Dataset records:
○ ○ ○ ○ ○ ○ ○

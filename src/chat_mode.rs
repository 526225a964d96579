//! Chat mode types for interactive sessions
//!
//! This module defines the two application modes:
//! - Generator mode: engineering a prompt from scratch
//! - BeefUp mode: enhancing an uploaded sample description

use colored::Colorize;
use std::fmt;

/// Application mode for interactive sessions
///
/// Determines how outgoing prompts are framed for the assistant.
#[derive(Debug, Clone, Copy, PartialEq, Eq, Default)]
pub enum AppMode {
    /// Generator mode: build an engineered style prompt from scratch
    #[default]
    Generator,

    /// Beef-up mode: treat the input as a description of a latent seed
    /// sample and apply the signal-chain enhancement protocol
    BeefUp,
}

impl fmt::Display for AppMode {
    fn fmt(&self, f: &mut fmt::Formatter<'_>) -> fmt::Result {
        match self {
            Self::Generator => write!(f, "GENERATOR"),
            Self::BeefUp => write!(f, "BEEF_UP"),
        }
    }
}

impl AppMode {
    /// Parse an app mode from a string
    ///
    /// # Arguments
    ///
    /// * `s` - String representation ("generator" or "beefup"/"beef_up"/"beef-up")
    ///
    /// # Examples
    ///
    /// ```
    /// use beatsmith::chat_mode::AppMode;
    ///
    /// let mode = AppMode::parse_str("beefup").unwrap();
    /// assert_eq!(mode, AppMode::BeefUp);
    /// ```
    pub fn parse_str(s: &str) -> Result<Self, String> {
        match s.to_lowercase().as_str() {
            "generator" | "gen" => Ok(Self::Generator),
            "beefup" | "beef_up" | "beef-up" => Ok(Self::BeefUp),
            other => Err(format!("Unknown app mode: {}", other)),
        }
    }

    /// Get a user-friendly description of this mode
    pub fn description(&self) -> &'static str {
        match self {
            Self::Generator => "Engineer a style prompt from scratch",
            Self::BeefUp => "Enhance an uploaded sample with the signal-chain protocol",
        }
    }

    /// Get a colored tag representation of this mode for the prompt line
    pub fn colored_tag(&self) -> String {
        match self {
            Self::Generator => format!("[{}]", "GENERATOR".cyan()),
            Self::BeefUp => format!("[{}]", "BEEF_UP".red()),
        }
    }
}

○ ○ ○ ○ ○ ○ ○

Each line in the entries above that includes the word "chain" counts once; state the total and nothing else.

2